1 David L. Faigman, David H. Kaye, Michael J. Saks & Joseph Sanders, Modern Scientific Evidence: The Law and Science of Expert Testimony § 13-1.5, at 534-35 (1997).
¶ 87 There may be no area of contemporary psychiatry and psychology more controversial than the theory of repressed memory. “Questions are raised about the authenticity of such reported memories, people’s ability to recall such memories, the techniques used to recover these memories, and the role of therapists in developing the memories.” Id. § 13-2.3, at 539. Indeed, the preeminent professor of law and psychiatry at Harvard University notes well the problem of memory, “infantile amnesia” and its effect on the legitimacy of Freudianism itself.

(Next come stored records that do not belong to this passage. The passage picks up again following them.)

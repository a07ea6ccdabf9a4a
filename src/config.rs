//! Engine configuration.
//!
//! Iteration ceilings for the repair loops. They guarantee termination
//! independent of convergence; hitting one is reported as
//! [`Convergence::GaveUp`](crate::assignment::Convergence::GaveUp).

use serde::{Deserialize, Serialize};

/// Tunables of a [`SeatingEngine`](crate::assignment::SeatingEngine).
///
/// # Example
///
/// ```
/// use u_seating::EngineConfig;
///
/// let config: EngineConfig = serde_json::from_str(r#"{ "max_boarder_iterations": 10 }"#).unwrap();
/// assert_eq!(config.max_boarder_iterations, 10);
/// assert_eq!(config.max_leader_iterations, 50);
/// ```
#[derive(Debug, Clone, PartialEq, Eq, Serialize, Deserialize)]
#[serde(default)]
pub struct EngineConfig {
    /// Cap on leader conflict-resolution iterations.
    pub max_leader_iterations: usize,
    /// Cap on boarder balancing iterations.
    pub max_boarder_iterations: usize,
    /// Cap on must-separate repair passes.
    pub max_separate_passes: usize,
}

impl EngineConfig {
    pub const DEFAULT_LEADER_ITERATIONS: usize = 50;
    pub const DEFAULT_BOARDER_ITERATIONS: usize = 100;
    pub const DEFAULT_SEPARATE_PASSES: usize = 100;

    /// Creates the default configuration.
    pub fn new() -> Self {
        Self::default()
    }

    /// Sets the leader iteration cap.
    pub fn with_max_leader_iterations(mut self, n: usize) -> Self {
        self.max_leader_iterations = n;
        self
    }

    /// Sets the boarder iteration cap.
    pub fn with_max_boarder_iterations(mut self, n: usize) -> Self {
        self.max_boarder_iterations = n;
        self
    }

    /// Sets the must-separate pass cap.
    pub fn with_max_separate_passes(mut self, n: usize) -> Self {
        self.max_separate_passes = n;
        self
    }
}

impl Default for EngineConfig {
    fn default() -> Self {
        Self {
            max_leader_iterations: Self::DEFAULT_LEADER_ITERATIONS,
            max_boarder_iterations: Self::DEFAULT_BOARDER_ITERATIONS,
            max_separate_passes: Self::DEFAULT_SEPARATE_PASSES,
        }
    }
}

#[cfg(test)]
mod tests {
    use super::*;

    #[test]
    fn test_defaults() {
        let c = EngineConfig::default();
        assert_eq!(c.max_leader_iterations, 50);
        assert_eq!(c.max_boarder_iterations, 100);
        assert_eq!(c.max_separate_passes, 100);
    }

    #[test]
    fn test_builder() {
        let c = EngineConfig::new()
            .with_max_leader_iterations(3)
            .with_max_boarder_iterations(4)
            .with_max_separate_passes(5);
        assert_eq!(c.max_leader_iterations, 3);
        assert_eq!(c.max_boarder_iterations, 4);
        assert_eq!(c.max_separate_passes, 5);
    }

    #[test]
    fn test_partial_json_uses_defaults() {
        let c: EngineConfig = serde_json::from_str(r#"{"max_leader_iterations": 7}"#).unwrap();
        assert_eq!(c.max_leader_iterations, 7);
        assert_eq!(c.max_boarder_iterations, 100);
    }
}
#[cfg(test)]
#[path = "payload_test.rs"]
mod tests;

use serde_derive::Deserialize;
use serde_derive::Serialize;

use super::CoreError;
use super::Message;

pub const TEMPERATURE_RANGE: (f64, f64) = (0.0, 2.0);
pub const MAX_TOKENS_RANGE: (u32, u32) = (1, 2000);

/// Optional generation knobs. When a call site does not opt in, nothing is
/// sent, the service falls back to its own defaults.
#[derive(Copy, Clone, Debug, PartialEq, Serialize, Deserialize)]
pub struct GenerationParameters {
    temperature: f64,
    max_tokens: u32,
}

impl GenerationParameters {
    pub fn new(temperature: f64, max_tokens: u32) -> Result<GenerationParameters, CoreError> {
        if !(TEMPERATURE_RANGE.0..=TEMPERATURE_RANGE.1).contains(&temperature) {
            return Err(CoreError::Validation(format!(
                "temperature {temperature} is outside of [{}, {}]",
                TEMPERATURE_RANGE.0, TEMPERATURE_RANGE.1
            )));
        }
        if !(MAX_TOKENS_RANGE.0..=MAX_TOKENS_RANGE.1).contains(&max_tokens) {
            return Err(CoreError::Validation(format!(
                "max_tokens {max_tokens} is outside of [{}, {}]",
                MAX_TOKENS_RANGE.0, MAX_TOKENS_RANGE.1
            )));
        }

        return Ok(GenerationParameters {
            temperature,
            max_tokens,
        });
    }

    pub fn temperature(&self) -> f64 {
        return self.temperature;
    }

    pub fn max_tokens(&self) -> u32 {
        return self.max_tokens;
    }
}

/// The full request body for one chat completion exchange. `temperature` and
/// `max_tokens` are left off the wire entirely when not supplied.
#[derive(Clone, Debug, PartialEq, Serialize, Deserialize)]
pub struct CompletionRequest {
    pub model: String,
    pub messages: Vec<Message>,
    #[serde(skip_serializing_if = "Option::is_none")]
    pub temperature: Option<f64>,
    #[serde(skip_serializing_if = "Option::is_none")]
    pub max_tokens: Option<u32>,
}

The task of constructing self-descriptions in psychoanalytic therapy also encounters the problem of memory. Everything we have learned in recent years about memory has emphasized its plasticity, the ease with which it can be distorted, and the difficulties of reaching a hypothetical veridical memory. Much of what psychoanalysis considered infantile amnesia may be a function of the reorganizing brain rather than of the repressing mind. All of this makes the task of constructing meaningful histories of desire in the individual more daunting.
If there is no important connection between childhood events and adult psychopathology, then Freudian theories lose much of their explanatory power. If memory cannot be trusted to construct a self-description, what does one do in therapy?

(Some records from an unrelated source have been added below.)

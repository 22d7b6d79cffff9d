use anyhow::Result;

use super::CoreError;
use super::Message;
use super::Role;

#[test]
fn it_parses_valid_roles() -> Result<()> {
    assert_eq!(Role::parse("system")?, Role::System);
    assert_eq!(Role::parse("user")?, Role::User);
    assert_eq!(Role::parse("assistant")?, Role::Assistant);
    return Ok(());
}

#[test]
fn it_rejects_unknown_roles() {
    let res = Role::parse("invalid_role");
    assert!(matches!(res, Err(CoreError::Validation(_))));
}

#[test]
fn it_rejects_wrong_case_roles() {
    let res = Role::parse("System");
    assert!(matches!(res, Err(CoreError::Validation(_))));
}

#[test]
fn it_serializes_roles_lowercase() -> Result<()> {
    let json = serde_json::to_string(&Message::user("Bonjour"))?;
    assert_eq!(json, r#"{"role":"user","content":"Bonjour"}"#);
    return Ok(());
}

#[test]
fn it_roundtrips_messages() -> Result<()> {
    let msg = Message::system("Tu es un assistant culturel.");
    let back: Message = serde_json::from_str(&serde_json::to_string(&msg)?)?;
    assert_eq!(back, msg);
    return Ok(());
}

#[test]
fn it_copies_messages_by_value() {
    let original = Message::assistant("Le Japon est un pays asiatique...");
    let mut copy = original.clone();
    copy.content.push_str(" (modifié)");

    assert_eq!(original.content, "Le Japon est un pays asiatique...");
    assert_ne!(original, copy);
}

Alan A. Stone, M.D., Where Will Psychoanalysis Survive: What Remains of Freudian-ism When its Scientific Center Crumbles?, Harv. Mag., Jan.-Feb.1997, at 39.
¶ 88 This debate lies at the essence of Frye. Repressed memory does not lie within the range of common knowledge. Experts in psychology and psychiatry cannot reach *496agreement about its validity. See Modern Scientific Evidence § 13-2.0, at 115-50 (Supp.1999). And, if experts cannot agree about the validity of repressed memory, how do we pass this question to the jury without first reviewing its reliability under some heightened form of evidentiary scrutiny? That is what Frye is all about. Here is what some experts conclude:
Repression, in short, is a testable hypothesis, but it has not yet been appropriately tested. Pending satisfactory studies, therefore, the most reasonable scientific position is to maintain skepticism.
Id. at 150. The trial court properly excluded this theory under Frye.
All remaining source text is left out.